Jim Bentley MD Hunter Water.

Dr Jim Bentley is sprinkling his customers with love in a new campaign to save water, encouraging residents of Newcastle and the Hunter region to think twice before turning on the tap. Hunter Water has challenged the traditional ways of thinking for infrastructure providers and monopoly utility businesses. This has opened up more adaptive, incremental and innovative opportunities as we now value ‘keeping our options open’ overbuilding certainty too soon. As a result, Hunter Water has reduced the volume of water loss from their system by nearly 20% in a little over two years and embarked on a range of initiatives and engagement approaches with our community under the Love Water banner.

Here Jim describes the changes at Hunter Water to The CEO Magazine

Jim: One of the most exciting things has been to understand how we could become a learning organisation. We wanted to change the relationship we have with our customers and bring about a different kind of water future, and apply those principles to our messaging in terms of how we use water.

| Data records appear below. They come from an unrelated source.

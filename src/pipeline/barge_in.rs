//! Barge-in coordinator: the first stage of the pipeline.
//!
//! Tracks whether the assistant is speaking. While it is, the first inbound
//! audio chunk raises an interruption: the shared interrupt epoch is bumped
//! (so every stage cancels immediately) and an in-band
//! [`PipelineEvent::Interruption`] is emitted ahead of the audio. Speaking
//! state is cleared at once, so one burst of user audio yields exactly one
//! interruption. Audio itself is forwarded untouched.

use std::time::Duration;

use tokio::sync::mpsc;
use tokio::time::Instant;
use tokio_util::sync::CancellationToken;
use tracing::{debug, info};

use super::interrupt::{InterruptListener, InterruptSignal};
use super::messages::{ControlEvent, PipelineEvent};
use crate::config::BargeInConfig;

/// Pipeline stage owning the assistant-speaking flag and the interrupt signal.
#[derive(Debug)]
pub struct BargeInCoordinator {
    config: BargeInConfig,
    signal: InterruptSignal,
    speaking: bool,
    speech_started: Option<Instant>,
}

impl BargeInCoordinator {
    /// Create a coordinator; the assistant starts silent.
    pub fn new(config: BargeInConfig) -> Self {
        Self {
            config,
            signal: InterruptSignal::new(),
            speaking: false,
            speech_started: None,
        }
    }

    /// A listener for interruptions raised by this coordinator.
    pub fn listener(&self) -> InterruptListener {
        self.signal.subscribe()
    }

    /// Whether the assistant is currently considered to be speaking.
    pub fn is_speaking(&self) -> bool {
        self.speaking
    }

    /// Run until `input` closes, `output` closes or `cancel` fires.
    pub async fn run(
        mut self,
        mut input: mpsc::Receiver<PipelineEvent>,
        mut control: mpsc::UnboundedReceiver<ControlEvent>,
        output: mpsc::Sender<PipelineEvent>,
        cancel: CancellationToken,
    ) {
        info!(enabled = self.config.enabled, "barge-in coordinator started");
        let mut control_open = true;
        loop {
            let alive = tokio::select! {
                biased;
                () = cancel.cancelled() => break,
                event = control.recv(), if control_open => match event {
                    Some(event) => self.on_control(event, &output).await,
                    None => {
                        control_open = false;
                        true
                    }
                },
                event = input.recv() => match event {
                    Some(event) => self.on_input(event, &output).await,
                    None => break,
                },
            };
            if !alive {
                break;
            }
        }
        info!(epoch = self.signal.epoch(), "barge-in coordinator stopped");
    }

    async fn on_control(&mut self, event: ControlEvent, output: &mpsc::Sender<PipelineEvent>) -> bool {
        match event {
            ControlEvent::AssistantSpeechStart { epoch } => {
                if epoch < self.signal.epoch() {
                    debug!(epoch, current = self.signal.epoch(), "ignoring stale speech start");
                } else {
                    self.speaking = true;
                    self.speech_started = Some(Instant::now());
                    debug!(epoch, "assistant speaking");
                }
                true
            }
            ControlEvent::AssistantSpeechEnd { interrupted } => {
                debug!(interrupted, "assistant stopped speaking");
                self.speaking = false;
                true
            }
            ControlEvent::Interrupt => self.interrupt(output).await,
            ControlEvent::Reset => {
                self.speaking = false;
                true
            }
        }
    }

    async fn on_input(&mut self, event: PipelineEvent, output: &mpsc::Sender<PipelineEvent>) -> bool {
        let barge_in = matches!(event, PipelineEvent::AudioIn(_))
            && self.speaking
            && self.config.enabled
            && !self.within_holdoff();
        if barge_in && !self.interrupt(output).await {
            return false;
        }
        output.send(event).await.is_ok()
    }

    async fn interrupt(&mut self, output: &mpsc::Sender<PipelineEvent>) -> bool {
        self.speaking = false;
        self.speech_started = None;
        let epoch = self.signal.raise();
        info!(epoch, "barge-in");
        output.send(PipelineEvent::Interruption { epoch }).await.is_ok()
    }

    fn within_holdoff(&self) -> bool {
        let Some(started) = self.speech_started else {
            return false;
        };
        let holdoff = Duration::from_millis(self.config.assistant_start_holdoff_ms);
        !holdoff.is_zero() && started.elapsed() < holdoff
    }
}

A lot of utilities in Australia talk about water-wise rules and how you must comply with them. So, I looked at hope and optimism,belonging, curiosity, creativity, and realised that telling people what to do all the time doesn’t tick any of those boxes. I told our marketing team to go away and come back with the outline of a campaign around people’s water behaviour without mentioning rules.

“I told our marketing team to go away and come back with the outline of a campaign around people’s water behaviour without mentioning rules.”

What was the result?

The result was going from Water Wise Rules to Love Water, a brand we use for events and sponsorship. It’s two blue water droplets in the shape of a heart, which sounds very twee but fundamentally is a signal to us, our community and customers that we’re all in this together.

The kind of events we sponsor now are very different. Rather than sponsoring big macho things like the rugby league, we sponsor Music in the Podium at Lake Macquarie, where thousands of people from the community enjoy light music by a beautiful lake.

It’s very different, less about strength and robustness and more about togetherness and belonging.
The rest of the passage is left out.